╭─ EXTRACTED DATA

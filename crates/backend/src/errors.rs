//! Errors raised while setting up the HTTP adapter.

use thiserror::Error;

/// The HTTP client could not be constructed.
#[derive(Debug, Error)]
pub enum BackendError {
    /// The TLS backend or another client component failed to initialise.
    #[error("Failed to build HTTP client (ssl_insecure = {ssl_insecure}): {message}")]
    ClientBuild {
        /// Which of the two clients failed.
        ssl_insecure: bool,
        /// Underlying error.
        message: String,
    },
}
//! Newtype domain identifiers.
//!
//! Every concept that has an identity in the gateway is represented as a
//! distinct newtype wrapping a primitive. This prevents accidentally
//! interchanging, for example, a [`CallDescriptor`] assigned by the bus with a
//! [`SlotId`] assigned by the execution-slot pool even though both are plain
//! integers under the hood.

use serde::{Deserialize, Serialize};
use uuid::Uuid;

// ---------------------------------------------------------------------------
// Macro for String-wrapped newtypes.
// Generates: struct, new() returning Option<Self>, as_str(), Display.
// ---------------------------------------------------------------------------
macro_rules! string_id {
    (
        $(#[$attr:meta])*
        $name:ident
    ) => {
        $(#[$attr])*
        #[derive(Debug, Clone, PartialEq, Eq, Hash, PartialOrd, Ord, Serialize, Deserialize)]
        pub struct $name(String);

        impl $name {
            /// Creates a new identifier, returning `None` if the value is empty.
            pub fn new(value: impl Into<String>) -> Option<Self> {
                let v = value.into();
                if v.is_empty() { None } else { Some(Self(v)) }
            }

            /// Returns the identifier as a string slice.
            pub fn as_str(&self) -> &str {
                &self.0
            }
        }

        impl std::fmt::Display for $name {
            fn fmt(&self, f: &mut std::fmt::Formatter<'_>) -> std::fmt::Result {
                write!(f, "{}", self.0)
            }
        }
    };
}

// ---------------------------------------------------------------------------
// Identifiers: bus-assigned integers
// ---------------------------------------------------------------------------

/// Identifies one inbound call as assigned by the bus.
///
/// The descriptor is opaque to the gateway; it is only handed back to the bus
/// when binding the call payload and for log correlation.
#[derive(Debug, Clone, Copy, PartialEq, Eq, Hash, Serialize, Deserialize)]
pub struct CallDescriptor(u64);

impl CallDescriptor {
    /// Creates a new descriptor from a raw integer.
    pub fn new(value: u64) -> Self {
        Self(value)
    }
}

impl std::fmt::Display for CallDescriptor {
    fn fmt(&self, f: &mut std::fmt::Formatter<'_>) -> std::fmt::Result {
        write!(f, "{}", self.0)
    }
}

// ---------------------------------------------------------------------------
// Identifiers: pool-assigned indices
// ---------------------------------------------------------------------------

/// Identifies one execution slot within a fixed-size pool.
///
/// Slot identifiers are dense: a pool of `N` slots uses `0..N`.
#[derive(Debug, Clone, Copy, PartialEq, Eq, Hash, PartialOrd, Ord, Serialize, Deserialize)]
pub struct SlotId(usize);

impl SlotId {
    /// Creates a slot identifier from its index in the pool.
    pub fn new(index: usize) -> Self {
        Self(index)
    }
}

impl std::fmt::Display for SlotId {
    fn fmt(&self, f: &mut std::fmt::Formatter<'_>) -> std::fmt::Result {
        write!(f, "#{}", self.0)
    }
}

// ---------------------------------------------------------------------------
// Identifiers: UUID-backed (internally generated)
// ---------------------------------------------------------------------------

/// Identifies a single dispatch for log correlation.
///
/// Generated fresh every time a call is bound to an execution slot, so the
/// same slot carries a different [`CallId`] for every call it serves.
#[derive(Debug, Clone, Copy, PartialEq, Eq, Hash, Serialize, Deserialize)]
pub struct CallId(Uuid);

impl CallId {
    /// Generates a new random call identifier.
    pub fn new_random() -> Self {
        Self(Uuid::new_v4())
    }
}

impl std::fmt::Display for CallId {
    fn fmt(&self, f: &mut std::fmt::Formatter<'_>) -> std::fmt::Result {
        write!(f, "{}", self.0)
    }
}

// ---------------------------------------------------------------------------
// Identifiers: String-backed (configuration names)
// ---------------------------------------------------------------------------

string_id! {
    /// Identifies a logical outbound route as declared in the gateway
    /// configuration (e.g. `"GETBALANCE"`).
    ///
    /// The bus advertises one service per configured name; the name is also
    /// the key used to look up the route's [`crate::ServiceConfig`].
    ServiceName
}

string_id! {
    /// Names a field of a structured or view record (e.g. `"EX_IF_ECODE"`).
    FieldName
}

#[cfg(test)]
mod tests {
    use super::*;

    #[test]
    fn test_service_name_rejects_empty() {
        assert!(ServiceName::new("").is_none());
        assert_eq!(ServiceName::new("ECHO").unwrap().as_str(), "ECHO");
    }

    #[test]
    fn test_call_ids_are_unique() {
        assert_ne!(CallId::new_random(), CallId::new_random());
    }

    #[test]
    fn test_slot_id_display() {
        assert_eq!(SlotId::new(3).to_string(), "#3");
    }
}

╰─
╭─ EXTRACTED DATA

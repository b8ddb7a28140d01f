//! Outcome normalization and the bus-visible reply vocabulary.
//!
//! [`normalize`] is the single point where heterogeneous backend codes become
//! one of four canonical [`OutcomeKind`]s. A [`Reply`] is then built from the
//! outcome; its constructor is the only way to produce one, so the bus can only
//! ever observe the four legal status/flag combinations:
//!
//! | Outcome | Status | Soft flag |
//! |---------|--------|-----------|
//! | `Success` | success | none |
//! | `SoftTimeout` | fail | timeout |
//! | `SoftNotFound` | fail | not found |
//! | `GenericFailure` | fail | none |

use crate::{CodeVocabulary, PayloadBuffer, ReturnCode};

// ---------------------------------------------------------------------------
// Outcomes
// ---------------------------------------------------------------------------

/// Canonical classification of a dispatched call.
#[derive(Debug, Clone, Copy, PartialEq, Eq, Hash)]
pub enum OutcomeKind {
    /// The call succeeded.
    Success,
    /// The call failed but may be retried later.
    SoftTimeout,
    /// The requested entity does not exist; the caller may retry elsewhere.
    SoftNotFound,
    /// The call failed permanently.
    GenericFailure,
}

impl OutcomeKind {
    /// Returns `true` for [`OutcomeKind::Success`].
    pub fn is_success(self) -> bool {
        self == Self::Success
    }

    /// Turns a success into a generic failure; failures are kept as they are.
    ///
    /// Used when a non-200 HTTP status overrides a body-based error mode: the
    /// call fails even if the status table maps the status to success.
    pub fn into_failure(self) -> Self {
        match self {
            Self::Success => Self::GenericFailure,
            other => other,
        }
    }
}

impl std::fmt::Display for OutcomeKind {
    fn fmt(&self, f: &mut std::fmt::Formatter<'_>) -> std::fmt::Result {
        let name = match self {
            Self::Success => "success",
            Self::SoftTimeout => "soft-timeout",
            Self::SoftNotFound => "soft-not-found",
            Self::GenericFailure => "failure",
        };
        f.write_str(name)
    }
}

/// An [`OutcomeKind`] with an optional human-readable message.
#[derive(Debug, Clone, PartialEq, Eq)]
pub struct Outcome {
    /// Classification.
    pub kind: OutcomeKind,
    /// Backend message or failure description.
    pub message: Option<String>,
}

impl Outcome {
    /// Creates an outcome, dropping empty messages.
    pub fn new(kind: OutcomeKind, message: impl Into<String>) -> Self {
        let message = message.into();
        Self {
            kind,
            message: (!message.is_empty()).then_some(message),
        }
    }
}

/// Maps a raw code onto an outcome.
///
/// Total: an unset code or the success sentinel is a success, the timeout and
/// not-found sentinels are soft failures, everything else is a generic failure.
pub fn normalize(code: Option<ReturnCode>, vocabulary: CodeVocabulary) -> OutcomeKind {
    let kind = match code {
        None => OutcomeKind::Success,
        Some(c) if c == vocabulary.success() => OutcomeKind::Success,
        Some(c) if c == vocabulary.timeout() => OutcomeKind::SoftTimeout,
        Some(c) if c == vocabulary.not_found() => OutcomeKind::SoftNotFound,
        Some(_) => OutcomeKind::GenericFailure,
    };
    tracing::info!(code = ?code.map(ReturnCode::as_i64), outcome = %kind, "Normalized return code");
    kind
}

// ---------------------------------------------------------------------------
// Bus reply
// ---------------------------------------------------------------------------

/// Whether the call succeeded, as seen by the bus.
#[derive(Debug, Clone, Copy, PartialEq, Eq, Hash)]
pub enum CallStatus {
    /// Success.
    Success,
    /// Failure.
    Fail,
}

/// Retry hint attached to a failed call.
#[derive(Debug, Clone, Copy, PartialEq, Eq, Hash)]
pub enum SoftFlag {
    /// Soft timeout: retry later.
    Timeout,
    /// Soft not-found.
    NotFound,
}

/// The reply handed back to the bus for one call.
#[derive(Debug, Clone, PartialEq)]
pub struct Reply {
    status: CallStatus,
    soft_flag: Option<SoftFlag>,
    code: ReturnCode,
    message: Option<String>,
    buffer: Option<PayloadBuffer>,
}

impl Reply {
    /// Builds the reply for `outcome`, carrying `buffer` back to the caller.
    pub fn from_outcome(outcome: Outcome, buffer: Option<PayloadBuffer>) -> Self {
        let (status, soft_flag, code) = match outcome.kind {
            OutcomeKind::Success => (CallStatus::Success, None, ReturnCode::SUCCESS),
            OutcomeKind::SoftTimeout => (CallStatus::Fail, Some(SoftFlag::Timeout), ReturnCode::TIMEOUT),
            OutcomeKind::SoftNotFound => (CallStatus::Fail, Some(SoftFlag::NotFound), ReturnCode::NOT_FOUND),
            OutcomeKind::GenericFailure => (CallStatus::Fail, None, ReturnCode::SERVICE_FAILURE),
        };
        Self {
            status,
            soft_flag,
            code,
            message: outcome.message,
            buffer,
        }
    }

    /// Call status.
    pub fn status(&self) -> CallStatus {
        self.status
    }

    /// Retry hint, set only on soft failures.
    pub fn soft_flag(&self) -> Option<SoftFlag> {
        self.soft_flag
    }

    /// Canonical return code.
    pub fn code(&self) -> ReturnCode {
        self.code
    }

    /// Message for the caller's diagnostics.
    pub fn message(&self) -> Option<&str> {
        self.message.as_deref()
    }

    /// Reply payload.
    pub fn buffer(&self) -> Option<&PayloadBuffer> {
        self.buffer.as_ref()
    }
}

╰─

● WHAT THE TASK ASKS:
Show all lines from the data that contain "route".

● TASK OUTPUT:
    /// Identifies a logical outbound route as declared in the gateway
    /// the key used to look up the route's [`crate::ServiceConfig`].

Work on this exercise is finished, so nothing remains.